Je restai les coudes sur la table, plongé dans un malaise stupide.

Lorsque la porte se rouvrit, je vis entrer une femme d’une démarche assurée et revêtue d’un costume étrange. Il me fallut un effort pour ne pas tomber dans une sorte de divagation, et pour comprendre ce que l’un des Mauprat vint me dire à l’oreille. Au milieu d’une battue aux loups, à laquelle plusieurs seigneurs des environs, avec leurs femmes, avaient voulu prendre part, le cheval de cette jeune personne s’était effrayé et l’avait emportée loin de la chasse. Lorsqu’il s’était calmé après une pointe de près d’une lieue, elle avait voulu retourner en arrière ; mais, ne connaissant pas le pays de la Varenne, où tous les sites se ressemblent, elle s’était de plus en plus écartée. L’orage et la nuit avaient mis le comble à son embarras.
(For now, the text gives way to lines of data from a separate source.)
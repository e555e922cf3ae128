//! PIR motion sensor edge source.
//!
//! Each checkpoint has one PIR sensor wired to a GPIO with an any-edge
//! interrupt.  The ISR reads the pin level and turns it into an
//! [`EventId`]:
//!
//! | Side     | Level high      | Level low        |
//! |----------|-----------------|------------------|
//! | `Arrive` | `ArriveRising`  | `ArriveFalling`  |
//! | `Depart` | `DepartRising`  | `DepartFalling`  |
//!
//! The event is try-pushed onto the shared [`EdgeChannel`]; a full channel
//! drops the edge and bumps its drop counter.

use crate::events::EdgeChannel;
use crate::fsm::states::EventId;

/// Which checkpoint a sensor watches.
#[derive(Debug, Clone, Copy, PartialEq, Eq)]
pub enum Side {
    /// Checkpoint A, tripped first by an arrival.
    Arrive,
    /// Checkpoint B, tripped first by a departure.
    Depart,
}

/// Map a pin level on `side` to its edge event.
pub const fn edge_event(side: Side, high: bool) -> EventId {
    match (side, high) {
        (Side::Arrive, true) => EventId::ArriveRising,
        (Side::Arrive, false) => EventId::ArriveFalling,
        (Side::Depart, true) => EventId::DepartRising,
        (Side::Depart, false) => EventId::DepartFalling,
    }
}

/// One PIR input bound to the edge channel.
///
/// Lives for the whole program: the ISR receives a pointer to it as its
/// argument.
#[derive(Debug)]
pub struct PirSensor {
    side: Side,
    gpio: i32,
    edges: &'static EdgeChannel,
}

impl PirSensor {
    pub const fn new(side: Side, gpio: i32, edges: &'static EdgeChannel) -> Self {
        Self { side, gpio, edges }
    }

    pub fn side(&self) -> Side {
        self.side
    }

    pub fn gpio(&self) -> i32 {
        self.gpio
    }

    /// Report the pin level seen in the interrupt.  ISR-safe: no logging,
    /// no allocation, never blocks.
    ///
    /// Returns `false` if the edge was dropped.
    pub fn on_level(&self, high: bool) -> bool {
        self.edges.try_push(edge_event(self.side, high))
    }
}
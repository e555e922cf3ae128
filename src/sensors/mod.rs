//! Sensor inputs.
//!
//! The node has two PIR sensors, one per checkpoint.  They carry no state
//! beyond their binding to the edge channel; interpretation of the edge
//! sequence belongs to the classifier.

pub mod pir;

pub use pir::{PirSensor, Side, edge_event};
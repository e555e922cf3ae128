//! Mock adapters for integration tests.
//!
//! `MockRadio` records every call and serves scripted inbound packets;
//! `SimClock` is a manual clock that `sleep_ms` advances, so scheduler
//! cycles run instantly.

use std::cell::{Cell, RefCell};
use std::collections::VecDeque;
use std::rc::Rc;

use pirlink::app::events::AppEvent;
use pirlink::app::ports::{EventSink, RadioPort, TimePort};
use pirlink::error::RadioError;
use pirlink::queue::Packet;

// ── Clock ─────────────────────────────────────────────────────

#[derive(Clone, Default)]
pub struct SimClock(Rc<Cell<u64>>);

impl SimClock {
    pub fn advance(&self, ms: u64) {
        self.0.set(self.0.get() + ms);
    }
}

impl TimePort for SimClock {
    fn now_ms(&self) -> u64 {
        self.0.get()
    }

    fn sleep_ms(&self, ms: u64) {
        self.advance(ms);
    }
}

// ── Radio ─────────────────────────────────────────────────────

#[derive(Debug, Clone, PartialEq, Eq)]
pub enum RadioCall {
    PowerOn,
    PowerOff,
    Transmit(String),
    Receive,
}

/// Shared view of what the radio saw, kept after the radio moves into a
/// scheduler.
#[derive(Clone, Default)]
pub struct RadioLog(Rc<RefCell<Vec<RadioCall>>>);

#[allow(dead_code)]
impl RadioLog {
    pub fn calls(&self) -> Vec<RadioCall> {
        self.0.borrow().clone()
    }

    pub fn frames(&self) -> Vec<String> {
        self.0
            .borrow()
            .iter()
            .filter_map(|c| match c {
                RadioCall::Transmit(f) => Some(f.clone()),
                _ => None,
            })
            .collect()
    }

    pub fn clear(&self) {
        self.0.borrow_mut().clear();
    }
}

pub struct MockRadio {
    clock: SimClock,
    log: RadioLog,
    inbound: Rc<RefCell<VecDeque<&'static [u8]>>>,
}

#[allow(dead_code)]
impl MockRadio {
    pub fn new(clock: SimClock) -> Self {
        Self {
            clock,
            log: RadioLog::default(),
            inbound: Rc::default(),
        }
    }

    pub fn log(&self) -> RadioLog {
        self.log.clone()
    }

    /// Handle for scripting packets the gateway will send.
    pub fn air(&self) -> Rc<RefCell<VecDeque<&'static [u8]>>> {
        self.inbound.clone()
    }
}

impl RadioPort for MockRadio {
    fn power_on(&mut self) -> Result<(), RadioError> {
        self.log.0.borrow_mut().push(RadioCall::PowerOn);
        Ok(())
    }

    fn power_off(&mut self) -> Result<(), RadioError> {
        self.log.0.borrow_mut().push(RadioCall::PowerOff);
        Ok(())
    }

    fn transmit(&mut self, frame: &[u8], _timeout_ms: u32) -> Result<(), RadioError> {
        let text = String::from_utf8_lossy(frame).into_owned();
        self.log.0.borrow_mut().push(RadioCall::Transmit(text));
        Ok(())
    }

    fn receive(&mut self, timeout_ms: u32) -> Result<Option<Packet>, RadioError> {
        self.log.0.borrow_mut().push(RadioCall::Receive);
        match self.inbound.borrow_mut().pop_front() {
            Some(bytes) => {
                self.clock.advance(10);
                Ok(Packet::from_slice(bytes).ok())
            }
            None => {
                self.clock.advance(u64::from(timeout_ms));
                Ok(None)
            }
        }
    }
}

// ── Event sink ────────────────────────────────────────────────

#[derive(Default)]
pub struct RecordingSink {
    pub events: Vec<AppEvent>,
}

impl EventSink for RecordingSink {
    fn emit(&mut self, event: &AppEvent) {
        self.events.push(event.clone());
    }
}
Laurent, l’ayant rencontrée, lui avait offert de la conduire au château de Rochemaure, qui était en effet à plus de six lieues de là, mais qu’il disait très voisin, et dont il feignit d’être le garde-chasse. Cette dame avait accepté son offre. Sans connaître la dame de Rochemaure, elle était un peu sa parente, et se flattait d’être bien accueillie. Elle n’avait jamais rencontré la figure d’aucun Mauprat, et ne songeait guère être si près de leur repaire. Elle avait donc suivi son guide sans défiance, et n’ayant vu de sa vie la Roche-Mauprat, ni de près ni de loin, elle fut introduite dans la salle de nos orgies sans avoir le moindre soupçon du piège où elle était tombée.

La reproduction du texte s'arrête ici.